» Assigned task: All of the records should be given back exactly and in full.

» Dataset entries:
#####

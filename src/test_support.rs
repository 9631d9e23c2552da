//! テスト用の使い捨てHTTPサーバー
//!
//! 1接続だけ受け付け、リクエストを読み切ってから固定のレスポンスを返す。

use tokio::io::{AsyncReadExt, AsyncWriteExt};
use tokio::net::{TcpListener, TcpStream};
use tokio::task::JoinHandle;

/// 受け付けたリクエスト（リクエスト行 + ヘッダー + ボディ）
pub struct CapturedRequest {
    pub head: String,
    pub body: Vec<u8>,
}

impl CapturedRequest {
    pub fn request_line(&self) -> &str {
        self.head.lines().next().unwrap_or_default()
    }
}

/// `status`（例: "404 Not Found"）と `body` を返すサーバーを起動し、ベースURLを返す
pub async fn serve_once(
    status: &'static str,
    body: &'static str,
) -> (String, JoinHandle<CapturedRequest>) {
    let listener = TcpListener::bind("127.0.0.1:0").await.unwrap();
    let addr = listener.local_addr().unwrap();

    let handle = tokio::spawn(async move {
        let (mut socket, _) = listener.accept().await.unwrap();
        let request = read_request(&mut socket).await;

        let response = format!(
            "HTTP/1.1 {}\r\nContent-Type: application/json\r\nContent-Length: {}\r\nConnection: close\r\n\r\n{}",
            status,
            body.len(),
            body
        );
        socket.write_all(response.as_bytes()).await.unwrap();
        let _ = socket.shutdown().await;
        request
    });

    (format!("http://{}", addr), handle)
}

async fn read_request(socket: &mut TcpStream) -> CapturedRequest {
    let mut buf = Vec::new();
    let mut chunk = [0u8; 4096];

    let header_end = loop {
        let n = socket.read(&mut chunk).await.unwrap();
        assert!(n > 0, "connection closed before headers");
        buf.extend_from_slice(&chunk[..n]);
        if let Some(pos) = find(&buf, b"\r\n\r\n") {
            break pos + 4;
        }
    };

    let head = String::from_utf8_lossy(&buf[..header_end]).to_string();
    let lower = head.to_lowercase();
    let content_length = lower
        .lines()
        .find_map(|line| line.strip_prefix("content-length:"))
        .and_then(|v| v.trim().parse::<usize>().ok());
    let chunked = lower.contains("transfer-encoding: chunked");

    loop {
        let body = &buf[header_end..];
        let complete = match content_length {
            Some(len) => body.len() >= len,
            None if chunked => find(body, b"0\r\n\r\n").is_some(),
            None => true,
        };
        if complete {
            break;
        }
        let n = socket.read(&mut chunk).await.unwrap();
        if n == 0 {
            break;
        }
        buf.extend_from_slice(&chunk[..n]);
    }

    CapturedRequest {
        head,
        body: buf[header_end..].to_vec(),
    }
}

fn find(haystack: &[u8], needle: &[u8]) -> Option<usize> {
    haystack.windows(needle.len()).position(|w| w == needle)
}
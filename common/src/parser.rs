//! 判定APIレスポンスパーサー
//!
//! 必須項目（`carName`, `confidence`）が欠けたレスポンスは
//! `MalformedClassifierResponse` として扱い、部分的な結果は作らない。

use crate::attention::AttentionMapRef;
use crate::error::{Error, Result};
use crate::types::{ClassifierResponse, Prediction};
use serde::Deserialize;

/// 受信時の形（全項目省略可能として受け、後で検証する）
#[derive(Debug, Deserialize)]
#[serde(rename_all = "camelCase")]
struct WireResponse {
    car_name: Option<String>,
    confidence: Option<f64>,
    #[serde(default)]
    top_predictions: Option<Vec<Prediction>>,
    #[serde(default)]
    heatmap_image: Option<String>,
}

#[derive(Debug, Deserialize)]
struct WireError {
    error: String,
}

/// 判定APIのレスポンス本文をパース
///
/// # Arguments
/// * `body` - レスポンス本文（JSON）
///
/// # Returns
/// * `Ok(ClassifierResponse)` - パース成功
/// * `Err(Error::MalformedClassifierResponse)` - JSONでない、または必須項目が欠けている
///
/// # Examples
/// ```
/// use autolens_common::parse_classifier_response;
///
/// let body = r#"{"carName": "Audi_R8_Coupe_2012", "confidence": 88.1, "topPredictions": []}"#;
/// let response = parse_classifier_response(body).unwrap();
/// assert_eq!(response.car_name, "Audi_R8_Coupe_2012");
/// ```
pub fn parse_classifier_response(body: &str) -> Result<ClassifierResponse> {
    let wire: WireResponse = serde_json::from_str(body.trim())
        .map_err(|e| Error::MalformedClassifierResponse(format!("JSONパースエラー: {}", e)))?;

    let car_name = wire
        .car_name
        .ok_or_else(|| Error::MalformedClassifierResponse("carName がありません".into()))?;

    let confidence = wire
        .confidence
        .ok_or_else(|| Error::MalformedClassifierResponse("confidence がありません".into()))?;

    if !confidence.is_finite() {
        return Err(Error::MalformedClassifierResponse(format!(
            "confidence が不正です: {}",
            confidence
        )));
    }

    Ok(ClassifierResponse {
        car_name,
        confidence,
        top_predictions: wire.top_predictions.unwrap_or_default(),
        attention_map: wire
            .heatmap_image
            .filter(|s| !s.trim().is_empty())
            .map(AttentionMapRef::new),
    })
}

/// エラーレスポンス `{"error": "..."}` からメッセージを取り出す
pub fn parse_error_message(body: &str) -> Option<String> {
    serde_json::from_str::<WireError>(body.trim())
        .ok()
        .map(|e| e.error)
}
use super::MetadataSource;
use autolens_common::{CanonicalKey, Catalog, MetadataRecord};
use std::sync::Arc;

/// 静的カタログを照合先にする
#[derive(Debug, Clone)]
pub struct StaticCatalogSource {
    catalog: Arc<Catalog>,
}

impl StaticCatalogSource {
    pub fn new(catalog: Arc<Catalog>) -> Self {
        Self { catalog }
    }
}

impl MetadataSource for StaticCatalogSource {
    async fn lookup(&self, key: &CanonicalKey) -> autolens_common::Result<Option<MetadataRecord>> {
        Ok(self.catalog.lookup(key))
    }
}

#####

» Task answer:
filename src/test_support.rs
repository 9631d9e23c2552da
//! テスト用の使い捨てHTTPサーバー
//!
//! 1接続だけ受け付け、リクエストを読み切ってから固定のレスポンスを返す。

use tokio::io::{AsyncReadExt, AsyncWriteExt};
use tokio::net::{TcpListener, TcpStream};
use tokio::task::JoinHandle;

/// 受け付けたリクエスト（リクエスト行 + ヘッダー + ボディ）
pub struct CapturedRequest {
    pub head: String,
    pub body: Vec<u8>,
}

impl CapturedRequest {
    pub fn request_line(&self) -> &str {
        self.head.lines().next().unwrap_or_default()
    }
}

/// `status`（例: "404 Not Found"）と `body` を返すサーバーを起動し、ベースURLを返す
pub async fn serve_once(
    status: &'static str,
    body: &'static str,
) -> (String, JoinHandle<CapturedRequest>) {
    let listener = TcpListener::bind("127.0.0.1:0").await.unwrap();
    let addr = listener.local_addr().unwrap();

    let handle = tokio::spawn(async move {
        let (mut socket, _) = listener.accept().await.unwrap();
        let request = read_request(&mut socket).await;

        let response = format!(
            "HTTP/1.1 {}\r\nContent-Type: application/json\r\nContent-Length: {}\r\nConnection: close\r\n\r\n{}",
            status,
            body.len(),
            body
        );
        socket.write_all(response.as_bytes()).await.unwrap();
        let _ = socket.shutdown().await;
        request
    });

    (format!("http://{}", addr), handle)
}

async fn read_request(socket: &mut TcpStream) -> CapturedRequest {
    let mut buf = Vec::new();
    let mut chunk = [0u8; 4096];

    let header_end = loop {
        let n = socket.read(&mut chunk).await.unwrap();
        assert!(n > 0, "connection closed before headers");
        buf.extend_from_slice(&chunk[..n]);
        if let Some(pos) = find(&buf, b"\r\n\r\n") {
            break pos + 4;
        }
    };

    let head = String::from_utf8_lossy(&buf[..header_end]).to_string();
    let lower = head.to_lowercase();
    let content_length = lower
        .lines()
        .find_map(|line| line.strip_prefix("content-length:"))
        .and_then(|v| v.trim().parse::<usize>().ok());
    let chunked = lower.contains("transfer-encoding: chunked");

    loop {
        let body = &buf[header_end..];
        let complete = match content_length {
            Some(len) => body.len() >= len,
            None if chunked => find(body, b"0\r\n\r\n").is_some(),
            None => true,
        };
        if complete {
            break;
        }
        let n = socket.read(&mut chunk).await.unwrap();
        if n == 0 {
            break;
        }
        buf.extend_from_slice(&chunk[..n]);
    }

    CapturedRequest {
        head,
        body: buf[header_end..].to_vec(),
    }
}

fn find(haystack: &[u8], needle: &[u8]) -> Option<usize> {
    haystack.windows(needle.len()).position(|w| w == needle)
}
filename common/src/parser.rs
//! 判定APIレスポンスパーサー
//!
//! 必須項目（`carName`, `confidence`）が欠けたレスポンスは
//! `MalformedClassifierResponse` として扱い、部分的な結果は作らない。

use crate::attention::AttentionMapRef;
use crate::error::{Error, Result};
use crate::types::{ClassifierResponse, Prediction};
use serde::Deserialize;

/// 受信時の形（全項目省略可能として受け、後で検証する）
#[derive(Debug, Deserialize)]
#[serde(rename_all = "camelCase")]
struct WireResponse {
    car_name: Option<String>,
    confidence: Option<f64>,
    #[serde(default)]
    top_predictions: Option<Vec<Prediction>>,
    #[serde(default)]
    heatmap_image: Option<String>,
}

#[derive(Debug, Deserialize)]
struct WireError {
    error: String,
}

/// 判定APIのレスポンス本文をパース
///
/// # Arguments
/// * `body` - レスポンス本文（JSON）
///
/// # Returns
/// * `Ok(ClassifierResponse)` - パース成功
/// * `Err(Error::MalformedClassifierResponse)` - JSONでない、または必須項目が欠けている
///
/// # Examples
/// ```
/// use autolens_common::parse_classifier_response;
///
/// let body = r#"{"carName": "Audi_R8_Coupe_2012", "confidence": 88.1, "topPredictions": []}"#;
/// let response = parse_classifier_response(body).unwrap();
/// assert_eq!(response.car_name, "Audi_R8_Coupe_2012");
/// ```
pub fn parse_classifier_response(body: &str) -> Result<ClassifierResponse> {
    let wire: WireResponse = serde_json::from_str(body.trim())
        .map_err(|e| Error::MalformedClassifierResponse(format!("JSONパースエラー: {}", e)))?;

    let car_name = wire
        .car_name
        .ok_or_else(|| Error::MalformedClassifierResponse("carName がありません".into()))?;

    let confidence = wire
        .confidence
        .ok_or_else(|| Error::MalformedClassifierResponse("confidence がありません".into()))?;

    if !confidence.is_finite() {
        return Err(Error::MalformedClassifierResponse(format!(
            "confidence が不正です: {}",
            confidence
        )));
    }

    Ok(ClassifierResponse {
        car_name,
        confidence,
        top_predictions: wire.top_predictions.unwrap_or_default(),
        attention_map: wire
            .heatmap_image
            .filter(|s| !s.trim().is_empty())
            .map(AttentionMapRef::new),
    })
}

/// エラーレスポンス `{"error": "..."}` からメッセージを取り出す
pub fn parse_error_message(body: &str) -> Option<String> {
    serde_json::from_str::<WireError>(body.trim())
        .ok()
        .map(|e| e.error)
}
use super::MetadataSource;
use autolens_common::{CanonicalKey, Catalog, MetadataRecord};
use std::sync::Arc;

/// 静的カタログを照合先にする
#[derive(Debug, Clone)]
pub struct StaticCatalogSource {
    catalog: Arc<Catalog>,
}

impl StaticCatalogSource {
    pub fn new(catalog: Arc<Catalog>) -> Self {
        Self { catalog }
    }
}

impl MetadataSource for StaticCatalogSource {
    async fn lookup(&self, key: &CanonicalKey) -> autolens_common::Result<Option<MetadataRecord>> {
        Ok(self.catalog.lookup(key))
    }
}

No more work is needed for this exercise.